*AIM OF THE EXERCISE*:
Go line by line through the entries and show those that hold the string "source".

*ENTRIES PROVIDED*:
● ● ● ● ●

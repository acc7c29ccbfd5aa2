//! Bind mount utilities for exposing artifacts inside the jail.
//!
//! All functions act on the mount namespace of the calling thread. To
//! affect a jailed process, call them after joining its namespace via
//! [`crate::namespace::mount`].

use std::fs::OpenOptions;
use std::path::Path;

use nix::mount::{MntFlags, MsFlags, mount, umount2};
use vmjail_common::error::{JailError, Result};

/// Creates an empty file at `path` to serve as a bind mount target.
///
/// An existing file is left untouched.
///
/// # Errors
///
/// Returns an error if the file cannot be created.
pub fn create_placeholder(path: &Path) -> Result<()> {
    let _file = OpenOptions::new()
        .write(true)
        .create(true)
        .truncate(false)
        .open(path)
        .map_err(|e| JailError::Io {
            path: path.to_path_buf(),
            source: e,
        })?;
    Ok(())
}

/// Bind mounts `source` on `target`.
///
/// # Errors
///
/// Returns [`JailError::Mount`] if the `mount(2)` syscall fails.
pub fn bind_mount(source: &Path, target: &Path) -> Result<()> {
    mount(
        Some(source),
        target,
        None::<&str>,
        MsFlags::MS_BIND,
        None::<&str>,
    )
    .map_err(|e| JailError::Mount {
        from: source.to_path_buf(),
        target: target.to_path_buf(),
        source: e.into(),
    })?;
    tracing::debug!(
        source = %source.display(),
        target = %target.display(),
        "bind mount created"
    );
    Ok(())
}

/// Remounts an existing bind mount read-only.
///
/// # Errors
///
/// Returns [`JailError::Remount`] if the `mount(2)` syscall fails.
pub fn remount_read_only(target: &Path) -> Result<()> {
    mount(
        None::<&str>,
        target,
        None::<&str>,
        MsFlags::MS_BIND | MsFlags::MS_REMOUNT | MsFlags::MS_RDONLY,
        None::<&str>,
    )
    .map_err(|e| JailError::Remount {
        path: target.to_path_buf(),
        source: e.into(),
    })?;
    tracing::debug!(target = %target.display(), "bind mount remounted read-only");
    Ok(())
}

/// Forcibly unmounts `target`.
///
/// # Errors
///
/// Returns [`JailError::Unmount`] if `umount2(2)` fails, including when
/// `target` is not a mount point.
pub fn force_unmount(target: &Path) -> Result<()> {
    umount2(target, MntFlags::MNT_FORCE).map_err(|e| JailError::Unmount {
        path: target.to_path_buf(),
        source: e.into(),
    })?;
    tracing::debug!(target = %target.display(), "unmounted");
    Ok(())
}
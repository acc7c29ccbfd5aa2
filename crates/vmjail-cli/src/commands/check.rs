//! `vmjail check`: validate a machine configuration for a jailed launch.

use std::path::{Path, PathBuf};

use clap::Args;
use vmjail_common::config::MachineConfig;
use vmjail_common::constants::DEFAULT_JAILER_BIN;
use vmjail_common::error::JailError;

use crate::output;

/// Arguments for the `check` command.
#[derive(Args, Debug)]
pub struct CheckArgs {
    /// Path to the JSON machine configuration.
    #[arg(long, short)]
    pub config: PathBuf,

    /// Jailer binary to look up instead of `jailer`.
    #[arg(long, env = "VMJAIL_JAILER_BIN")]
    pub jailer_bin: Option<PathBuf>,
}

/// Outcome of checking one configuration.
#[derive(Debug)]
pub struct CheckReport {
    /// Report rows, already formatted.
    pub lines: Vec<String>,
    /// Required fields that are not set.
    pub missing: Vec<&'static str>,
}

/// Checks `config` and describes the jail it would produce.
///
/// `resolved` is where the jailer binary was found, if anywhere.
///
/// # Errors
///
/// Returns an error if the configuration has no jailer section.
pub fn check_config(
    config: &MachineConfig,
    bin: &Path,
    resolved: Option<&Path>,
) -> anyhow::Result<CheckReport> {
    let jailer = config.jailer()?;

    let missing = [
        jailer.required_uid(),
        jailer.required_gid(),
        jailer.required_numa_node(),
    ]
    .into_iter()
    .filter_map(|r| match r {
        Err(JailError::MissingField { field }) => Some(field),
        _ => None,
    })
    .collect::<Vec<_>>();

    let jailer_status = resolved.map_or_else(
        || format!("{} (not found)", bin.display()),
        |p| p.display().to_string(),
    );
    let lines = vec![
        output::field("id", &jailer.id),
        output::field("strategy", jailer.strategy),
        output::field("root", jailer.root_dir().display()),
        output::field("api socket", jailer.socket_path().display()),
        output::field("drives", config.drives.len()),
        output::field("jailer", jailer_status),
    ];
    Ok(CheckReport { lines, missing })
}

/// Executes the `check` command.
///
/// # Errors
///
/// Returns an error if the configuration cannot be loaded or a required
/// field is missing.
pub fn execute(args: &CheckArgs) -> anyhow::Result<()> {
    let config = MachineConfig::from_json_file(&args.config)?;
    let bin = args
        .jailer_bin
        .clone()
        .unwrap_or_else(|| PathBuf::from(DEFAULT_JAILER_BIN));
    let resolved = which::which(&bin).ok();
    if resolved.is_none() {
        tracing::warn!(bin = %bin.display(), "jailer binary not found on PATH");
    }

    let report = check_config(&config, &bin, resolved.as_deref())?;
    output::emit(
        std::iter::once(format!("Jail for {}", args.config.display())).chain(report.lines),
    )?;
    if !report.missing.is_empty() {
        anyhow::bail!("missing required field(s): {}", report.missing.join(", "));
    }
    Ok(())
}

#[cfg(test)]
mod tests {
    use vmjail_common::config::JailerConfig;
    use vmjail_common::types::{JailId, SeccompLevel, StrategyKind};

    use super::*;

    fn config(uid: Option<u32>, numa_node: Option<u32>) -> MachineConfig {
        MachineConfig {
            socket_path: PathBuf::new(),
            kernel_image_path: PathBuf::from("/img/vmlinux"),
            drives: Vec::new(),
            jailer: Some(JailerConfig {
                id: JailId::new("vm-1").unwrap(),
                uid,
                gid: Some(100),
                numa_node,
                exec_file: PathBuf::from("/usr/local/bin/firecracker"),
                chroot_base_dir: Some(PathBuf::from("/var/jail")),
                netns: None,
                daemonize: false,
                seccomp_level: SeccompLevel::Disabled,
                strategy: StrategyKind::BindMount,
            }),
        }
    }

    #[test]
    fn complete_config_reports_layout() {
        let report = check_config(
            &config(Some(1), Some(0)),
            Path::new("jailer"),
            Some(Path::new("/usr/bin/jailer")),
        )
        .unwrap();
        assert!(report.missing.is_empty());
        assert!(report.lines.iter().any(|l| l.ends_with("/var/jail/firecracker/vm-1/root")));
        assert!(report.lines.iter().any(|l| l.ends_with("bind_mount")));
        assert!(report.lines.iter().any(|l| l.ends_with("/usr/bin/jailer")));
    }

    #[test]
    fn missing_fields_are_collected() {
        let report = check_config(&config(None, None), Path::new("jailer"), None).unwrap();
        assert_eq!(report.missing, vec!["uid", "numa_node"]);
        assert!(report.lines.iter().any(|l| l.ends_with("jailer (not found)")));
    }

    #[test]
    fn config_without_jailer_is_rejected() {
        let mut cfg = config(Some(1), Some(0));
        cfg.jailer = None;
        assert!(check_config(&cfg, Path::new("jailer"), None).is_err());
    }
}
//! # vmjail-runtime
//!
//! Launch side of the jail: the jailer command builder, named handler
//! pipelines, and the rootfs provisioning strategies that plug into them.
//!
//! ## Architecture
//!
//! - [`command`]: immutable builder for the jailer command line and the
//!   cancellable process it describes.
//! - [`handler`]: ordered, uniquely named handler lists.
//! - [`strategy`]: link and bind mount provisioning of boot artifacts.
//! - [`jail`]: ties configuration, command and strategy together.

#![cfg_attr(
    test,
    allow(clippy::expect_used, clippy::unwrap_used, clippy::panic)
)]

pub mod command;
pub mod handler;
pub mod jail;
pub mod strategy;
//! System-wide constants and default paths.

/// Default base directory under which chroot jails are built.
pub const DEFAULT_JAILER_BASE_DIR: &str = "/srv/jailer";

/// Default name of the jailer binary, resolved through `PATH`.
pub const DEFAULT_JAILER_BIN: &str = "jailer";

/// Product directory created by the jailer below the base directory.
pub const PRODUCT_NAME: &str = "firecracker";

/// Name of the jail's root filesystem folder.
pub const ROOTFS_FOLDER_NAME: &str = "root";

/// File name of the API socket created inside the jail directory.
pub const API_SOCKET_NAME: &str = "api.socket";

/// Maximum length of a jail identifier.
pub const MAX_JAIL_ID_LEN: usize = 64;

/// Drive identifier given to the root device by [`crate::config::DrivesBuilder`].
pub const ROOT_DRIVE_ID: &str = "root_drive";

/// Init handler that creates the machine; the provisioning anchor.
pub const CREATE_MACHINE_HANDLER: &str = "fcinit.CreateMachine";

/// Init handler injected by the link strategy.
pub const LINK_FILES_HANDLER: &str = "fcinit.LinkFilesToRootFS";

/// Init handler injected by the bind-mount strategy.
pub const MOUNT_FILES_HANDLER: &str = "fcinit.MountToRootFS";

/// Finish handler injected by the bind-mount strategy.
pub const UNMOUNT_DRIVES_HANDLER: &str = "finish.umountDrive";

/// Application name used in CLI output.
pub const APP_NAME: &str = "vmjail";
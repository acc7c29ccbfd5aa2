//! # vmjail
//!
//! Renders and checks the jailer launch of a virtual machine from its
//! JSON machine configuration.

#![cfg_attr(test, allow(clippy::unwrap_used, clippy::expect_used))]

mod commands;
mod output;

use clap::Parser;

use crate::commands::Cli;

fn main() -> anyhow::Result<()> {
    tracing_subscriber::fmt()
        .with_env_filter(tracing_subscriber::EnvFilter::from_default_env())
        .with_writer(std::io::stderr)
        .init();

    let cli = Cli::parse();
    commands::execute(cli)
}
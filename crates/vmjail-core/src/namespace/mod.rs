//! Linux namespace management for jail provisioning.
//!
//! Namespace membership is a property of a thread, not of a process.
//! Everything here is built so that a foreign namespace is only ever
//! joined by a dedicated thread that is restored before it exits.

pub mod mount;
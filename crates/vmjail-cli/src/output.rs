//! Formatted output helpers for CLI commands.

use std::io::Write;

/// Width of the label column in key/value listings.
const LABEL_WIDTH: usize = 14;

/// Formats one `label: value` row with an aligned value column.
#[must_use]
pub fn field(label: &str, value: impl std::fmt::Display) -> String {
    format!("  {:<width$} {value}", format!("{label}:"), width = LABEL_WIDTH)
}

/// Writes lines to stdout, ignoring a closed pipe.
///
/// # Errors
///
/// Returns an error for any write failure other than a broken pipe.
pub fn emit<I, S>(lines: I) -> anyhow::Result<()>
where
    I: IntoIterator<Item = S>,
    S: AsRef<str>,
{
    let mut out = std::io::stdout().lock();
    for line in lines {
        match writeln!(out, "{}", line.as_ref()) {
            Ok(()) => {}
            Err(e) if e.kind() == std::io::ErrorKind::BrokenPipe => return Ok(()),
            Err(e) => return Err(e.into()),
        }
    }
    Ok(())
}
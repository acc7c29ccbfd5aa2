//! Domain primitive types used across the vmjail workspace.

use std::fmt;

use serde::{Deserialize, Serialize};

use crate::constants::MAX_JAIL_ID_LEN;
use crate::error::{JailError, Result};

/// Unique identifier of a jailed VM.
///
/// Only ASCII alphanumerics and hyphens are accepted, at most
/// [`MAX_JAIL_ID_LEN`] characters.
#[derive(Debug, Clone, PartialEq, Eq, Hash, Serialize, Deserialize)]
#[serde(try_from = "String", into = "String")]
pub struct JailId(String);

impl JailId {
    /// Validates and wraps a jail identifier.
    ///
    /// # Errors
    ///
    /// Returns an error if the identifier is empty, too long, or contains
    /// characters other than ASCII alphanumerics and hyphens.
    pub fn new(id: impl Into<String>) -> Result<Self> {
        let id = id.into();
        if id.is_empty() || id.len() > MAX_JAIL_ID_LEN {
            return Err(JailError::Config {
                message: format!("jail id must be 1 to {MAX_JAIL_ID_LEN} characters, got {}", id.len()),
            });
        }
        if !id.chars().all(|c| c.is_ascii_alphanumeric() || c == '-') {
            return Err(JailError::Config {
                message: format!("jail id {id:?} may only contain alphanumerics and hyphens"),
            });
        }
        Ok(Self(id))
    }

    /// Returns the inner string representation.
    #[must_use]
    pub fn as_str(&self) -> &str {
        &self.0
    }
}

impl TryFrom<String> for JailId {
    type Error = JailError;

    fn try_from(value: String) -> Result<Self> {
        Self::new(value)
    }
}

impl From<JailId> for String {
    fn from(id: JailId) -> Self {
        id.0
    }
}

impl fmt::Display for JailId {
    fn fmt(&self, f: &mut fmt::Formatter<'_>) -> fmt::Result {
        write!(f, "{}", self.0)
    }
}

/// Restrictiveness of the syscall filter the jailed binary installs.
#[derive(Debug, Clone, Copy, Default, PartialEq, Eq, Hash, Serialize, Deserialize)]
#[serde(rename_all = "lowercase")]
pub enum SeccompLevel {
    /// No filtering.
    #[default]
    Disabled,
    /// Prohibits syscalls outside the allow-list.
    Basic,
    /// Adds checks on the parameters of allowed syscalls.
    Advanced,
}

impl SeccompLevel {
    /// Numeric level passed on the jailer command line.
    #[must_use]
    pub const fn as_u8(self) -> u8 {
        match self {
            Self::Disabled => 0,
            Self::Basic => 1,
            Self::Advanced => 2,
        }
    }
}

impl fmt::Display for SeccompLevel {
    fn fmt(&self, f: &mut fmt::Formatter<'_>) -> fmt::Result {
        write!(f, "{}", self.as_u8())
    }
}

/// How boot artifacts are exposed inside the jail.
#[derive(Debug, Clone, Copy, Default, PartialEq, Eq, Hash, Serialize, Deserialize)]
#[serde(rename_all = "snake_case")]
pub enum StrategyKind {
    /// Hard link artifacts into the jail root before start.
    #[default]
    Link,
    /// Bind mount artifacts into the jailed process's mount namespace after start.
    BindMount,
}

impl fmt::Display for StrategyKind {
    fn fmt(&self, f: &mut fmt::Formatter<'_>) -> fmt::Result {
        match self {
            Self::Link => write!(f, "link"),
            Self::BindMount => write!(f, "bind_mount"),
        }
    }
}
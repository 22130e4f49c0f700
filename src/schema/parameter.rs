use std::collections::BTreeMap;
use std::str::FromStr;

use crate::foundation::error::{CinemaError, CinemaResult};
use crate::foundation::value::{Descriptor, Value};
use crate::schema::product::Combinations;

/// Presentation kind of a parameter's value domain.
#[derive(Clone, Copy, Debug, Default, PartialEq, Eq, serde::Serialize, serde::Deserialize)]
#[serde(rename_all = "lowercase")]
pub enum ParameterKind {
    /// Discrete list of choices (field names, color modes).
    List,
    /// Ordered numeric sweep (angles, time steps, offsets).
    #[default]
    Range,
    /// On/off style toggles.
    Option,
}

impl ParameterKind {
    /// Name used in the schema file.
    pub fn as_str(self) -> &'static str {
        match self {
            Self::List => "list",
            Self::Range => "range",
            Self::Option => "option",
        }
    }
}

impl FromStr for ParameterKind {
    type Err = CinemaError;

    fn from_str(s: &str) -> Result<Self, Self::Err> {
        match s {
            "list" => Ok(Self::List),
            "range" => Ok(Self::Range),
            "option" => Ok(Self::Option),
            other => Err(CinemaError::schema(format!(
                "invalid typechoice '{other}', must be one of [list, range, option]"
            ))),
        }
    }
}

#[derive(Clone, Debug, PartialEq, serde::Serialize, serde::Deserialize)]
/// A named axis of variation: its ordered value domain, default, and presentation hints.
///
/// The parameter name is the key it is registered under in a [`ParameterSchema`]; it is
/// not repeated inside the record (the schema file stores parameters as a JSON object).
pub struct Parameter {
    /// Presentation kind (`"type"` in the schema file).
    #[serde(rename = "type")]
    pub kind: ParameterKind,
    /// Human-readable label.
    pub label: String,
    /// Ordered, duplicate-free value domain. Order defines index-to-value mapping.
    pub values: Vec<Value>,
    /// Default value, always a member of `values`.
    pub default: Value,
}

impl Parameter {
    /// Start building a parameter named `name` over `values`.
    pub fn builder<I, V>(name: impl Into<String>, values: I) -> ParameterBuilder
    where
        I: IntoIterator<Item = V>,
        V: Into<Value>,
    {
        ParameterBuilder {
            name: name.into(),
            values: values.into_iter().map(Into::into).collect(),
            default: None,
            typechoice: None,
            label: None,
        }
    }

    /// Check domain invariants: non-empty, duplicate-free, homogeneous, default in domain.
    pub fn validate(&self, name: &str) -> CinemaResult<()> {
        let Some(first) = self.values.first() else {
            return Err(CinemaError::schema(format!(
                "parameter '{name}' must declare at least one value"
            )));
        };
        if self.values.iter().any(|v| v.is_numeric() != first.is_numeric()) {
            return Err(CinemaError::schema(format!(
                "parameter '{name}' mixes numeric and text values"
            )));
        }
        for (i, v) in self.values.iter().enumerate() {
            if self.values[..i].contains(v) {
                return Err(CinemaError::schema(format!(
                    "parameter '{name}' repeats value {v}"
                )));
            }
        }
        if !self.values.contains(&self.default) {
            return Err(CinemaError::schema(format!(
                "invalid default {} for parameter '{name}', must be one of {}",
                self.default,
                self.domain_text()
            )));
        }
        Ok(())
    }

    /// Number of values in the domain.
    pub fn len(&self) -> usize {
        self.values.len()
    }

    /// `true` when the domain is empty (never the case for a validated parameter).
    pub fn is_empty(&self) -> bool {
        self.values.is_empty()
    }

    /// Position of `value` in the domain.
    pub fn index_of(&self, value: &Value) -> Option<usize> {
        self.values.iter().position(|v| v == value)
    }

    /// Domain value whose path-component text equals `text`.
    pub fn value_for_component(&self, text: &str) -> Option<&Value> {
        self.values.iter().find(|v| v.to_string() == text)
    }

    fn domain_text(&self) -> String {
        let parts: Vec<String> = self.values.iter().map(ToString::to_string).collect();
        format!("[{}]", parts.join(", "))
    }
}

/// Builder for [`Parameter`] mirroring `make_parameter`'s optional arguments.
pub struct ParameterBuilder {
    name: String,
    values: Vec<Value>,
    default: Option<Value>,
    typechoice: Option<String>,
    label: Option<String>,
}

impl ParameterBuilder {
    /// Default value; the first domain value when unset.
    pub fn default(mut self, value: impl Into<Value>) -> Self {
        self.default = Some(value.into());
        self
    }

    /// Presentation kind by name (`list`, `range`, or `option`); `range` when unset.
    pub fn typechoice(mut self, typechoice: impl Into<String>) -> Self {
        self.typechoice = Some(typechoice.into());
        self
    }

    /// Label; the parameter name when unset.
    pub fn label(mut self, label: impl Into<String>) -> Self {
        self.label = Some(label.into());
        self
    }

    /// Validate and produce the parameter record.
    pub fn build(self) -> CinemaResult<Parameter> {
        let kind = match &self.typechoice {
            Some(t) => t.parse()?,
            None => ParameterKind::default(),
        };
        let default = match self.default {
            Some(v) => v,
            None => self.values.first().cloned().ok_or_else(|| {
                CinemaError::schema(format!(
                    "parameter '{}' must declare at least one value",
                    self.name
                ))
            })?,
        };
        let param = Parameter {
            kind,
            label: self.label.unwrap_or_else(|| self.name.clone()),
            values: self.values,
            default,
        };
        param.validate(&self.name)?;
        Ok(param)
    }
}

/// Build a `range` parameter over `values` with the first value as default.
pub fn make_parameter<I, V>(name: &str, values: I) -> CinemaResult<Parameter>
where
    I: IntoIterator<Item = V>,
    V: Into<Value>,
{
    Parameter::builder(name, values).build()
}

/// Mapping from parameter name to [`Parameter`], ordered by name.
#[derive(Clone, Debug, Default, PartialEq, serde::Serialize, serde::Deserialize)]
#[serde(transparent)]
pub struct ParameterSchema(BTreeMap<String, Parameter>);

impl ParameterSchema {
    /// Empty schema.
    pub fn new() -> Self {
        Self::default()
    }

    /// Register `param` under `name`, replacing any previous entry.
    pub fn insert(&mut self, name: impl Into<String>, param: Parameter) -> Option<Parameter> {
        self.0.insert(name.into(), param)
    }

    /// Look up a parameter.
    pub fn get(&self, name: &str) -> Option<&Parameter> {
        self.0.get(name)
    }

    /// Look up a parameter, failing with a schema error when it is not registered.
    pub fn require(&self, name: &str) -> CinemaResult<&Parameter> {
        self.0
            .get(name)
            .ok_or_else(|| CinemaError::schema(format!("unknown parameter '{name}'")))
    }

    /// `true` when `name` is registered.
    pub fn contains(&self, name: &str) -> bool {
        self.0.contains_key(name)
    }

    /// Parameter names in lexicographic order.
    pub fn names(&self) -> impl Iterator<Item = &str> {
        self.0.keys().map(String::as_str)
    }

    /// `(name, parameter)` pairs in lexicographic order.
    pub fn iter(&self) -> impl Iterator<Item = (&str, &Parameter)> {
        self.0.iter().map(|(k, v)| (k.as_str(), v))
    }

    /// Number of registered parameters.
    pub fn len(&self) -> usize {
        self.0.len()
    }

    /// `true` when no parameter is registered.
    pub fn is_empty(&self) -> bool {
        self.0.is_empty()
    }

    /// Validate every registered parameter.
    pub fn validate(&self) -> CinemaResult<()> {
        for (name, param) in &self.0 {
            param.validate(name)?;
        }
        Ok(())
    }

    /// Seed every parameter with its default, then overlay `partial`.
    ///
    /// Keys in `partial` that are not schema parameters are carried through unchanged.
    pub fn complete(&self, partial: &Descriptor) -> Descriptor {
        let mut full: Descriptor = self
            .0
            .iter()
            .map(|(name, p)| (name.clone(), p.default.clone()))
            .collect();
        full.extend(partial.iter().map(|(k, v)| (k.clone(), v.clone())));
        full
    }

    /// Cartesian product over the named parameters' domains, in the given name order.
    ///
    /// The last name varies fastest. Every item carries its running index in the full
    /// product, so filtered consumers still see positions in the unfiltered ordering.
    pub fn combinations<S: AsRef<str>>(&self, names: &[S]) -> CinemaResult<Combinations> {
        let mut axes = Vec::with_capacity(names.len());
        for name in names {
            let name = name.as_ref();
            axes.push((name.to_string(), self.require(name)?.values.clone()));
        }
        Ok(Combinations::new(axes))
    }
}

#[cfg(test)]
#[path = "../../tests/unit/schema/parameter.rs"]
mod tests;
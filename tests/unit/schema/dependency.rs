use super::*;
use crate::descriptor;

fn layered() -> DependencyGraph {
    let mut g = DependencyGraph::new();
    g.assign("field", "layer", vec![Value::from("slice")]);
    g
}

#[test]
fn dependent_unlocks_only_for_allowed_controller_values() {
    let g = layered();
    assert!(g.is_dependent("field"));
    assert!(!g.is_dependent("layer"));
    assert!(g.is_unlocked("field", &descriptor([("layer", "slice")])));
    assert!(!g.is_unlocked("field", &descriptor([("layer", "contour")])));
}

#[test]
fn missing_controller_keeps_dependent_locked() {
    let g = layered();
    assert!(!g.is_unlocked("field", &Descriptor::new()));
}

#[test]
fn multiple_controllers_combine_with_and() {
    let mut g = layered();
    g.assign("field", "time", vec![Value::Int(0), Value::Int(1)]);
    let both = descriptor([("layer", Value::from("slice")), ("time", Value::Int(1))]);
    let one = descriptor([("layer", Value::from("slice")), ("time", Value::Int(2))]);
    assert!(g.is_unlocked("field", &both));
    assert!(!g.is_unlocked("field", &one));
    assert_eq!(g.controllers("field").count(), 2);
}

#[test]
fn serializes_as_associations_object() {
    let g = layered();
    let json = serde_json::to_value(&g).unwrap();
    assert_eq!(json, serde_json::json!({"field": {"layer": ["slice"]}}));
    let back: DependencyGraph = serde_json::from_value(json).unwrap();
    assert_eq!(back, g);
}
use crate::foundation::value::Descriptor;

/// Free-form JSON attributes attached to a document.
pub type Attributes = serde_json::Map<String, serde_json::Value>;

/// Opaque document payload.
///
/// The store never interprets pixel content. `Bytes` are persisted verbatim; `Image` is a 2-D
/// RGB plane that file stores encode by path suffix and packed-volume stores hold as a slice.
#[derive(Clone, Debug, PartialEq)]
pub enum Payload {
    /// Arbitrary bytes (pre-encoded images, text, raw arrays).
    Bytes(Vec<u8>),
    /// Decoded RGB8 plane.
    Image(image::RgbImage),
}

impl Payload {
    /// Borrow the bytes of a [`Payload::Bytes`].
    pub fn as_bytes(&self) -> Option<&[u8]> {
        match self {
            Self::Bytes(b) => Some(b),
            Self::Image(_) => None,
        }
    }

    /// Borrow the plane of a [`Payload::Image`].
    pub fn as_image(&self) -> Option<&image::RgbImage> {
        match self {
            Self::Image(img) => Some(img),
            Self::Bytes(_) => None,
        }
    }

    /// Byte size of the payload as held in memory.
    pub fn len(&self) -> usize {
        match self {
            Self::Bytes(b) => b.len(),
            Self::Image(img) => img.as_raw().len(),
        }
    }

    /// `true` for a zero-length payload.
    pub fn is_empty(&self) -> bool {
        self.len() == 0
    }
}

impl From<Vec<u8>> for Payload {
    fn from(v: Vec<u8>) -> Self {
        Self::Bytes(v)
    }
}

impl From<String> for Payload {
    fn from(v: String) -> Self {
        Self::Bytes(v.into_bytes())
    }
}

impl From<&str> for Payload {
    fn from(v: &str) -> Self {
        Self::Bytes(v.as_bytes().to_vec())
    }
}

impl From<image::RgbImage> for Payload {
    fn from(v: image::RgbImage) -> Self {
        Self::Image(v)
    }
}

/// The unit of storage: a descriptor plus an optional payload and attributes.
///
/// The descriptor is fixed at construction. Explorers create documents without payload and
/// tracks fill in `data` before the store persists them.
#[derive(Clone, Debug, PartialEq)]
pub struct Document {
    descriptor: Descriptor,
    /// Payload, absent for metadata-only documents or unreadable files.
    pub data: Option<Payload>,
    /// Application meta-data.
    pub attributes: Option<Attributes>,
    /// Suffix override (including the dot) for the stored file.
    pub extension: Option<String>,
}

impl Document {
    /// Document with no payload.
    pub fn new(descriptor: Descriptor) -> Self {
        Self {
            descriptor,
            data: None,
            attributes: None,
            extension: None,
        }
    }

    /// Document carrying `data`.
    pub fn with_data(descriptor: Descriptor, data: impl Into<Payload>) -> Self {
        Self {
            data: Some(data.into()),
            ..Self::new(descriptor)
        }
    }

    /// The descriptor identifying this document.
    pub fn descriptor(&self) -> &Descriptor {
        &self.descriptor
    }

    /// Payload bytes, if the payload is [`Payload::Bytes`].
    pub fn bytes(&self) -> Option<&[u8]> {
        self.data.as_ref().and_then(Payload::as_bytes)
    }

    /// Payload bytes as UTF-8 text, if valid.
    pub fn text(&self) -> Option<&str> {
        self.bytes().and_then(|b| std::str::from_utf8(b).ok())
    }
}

● ● ● ● ●

*SOLUTION TO THIS TASK*:
            source: e,
/// Bind mounts `source` on `target`.
pub fn bind_mount(source: &Path, target: &Path) -> Result<()> {
        Some(source),
        from: source.to_path_buf(),
        source: e.into(),
        source = %source.display(),
        source: e.into(),
        source: e.into(),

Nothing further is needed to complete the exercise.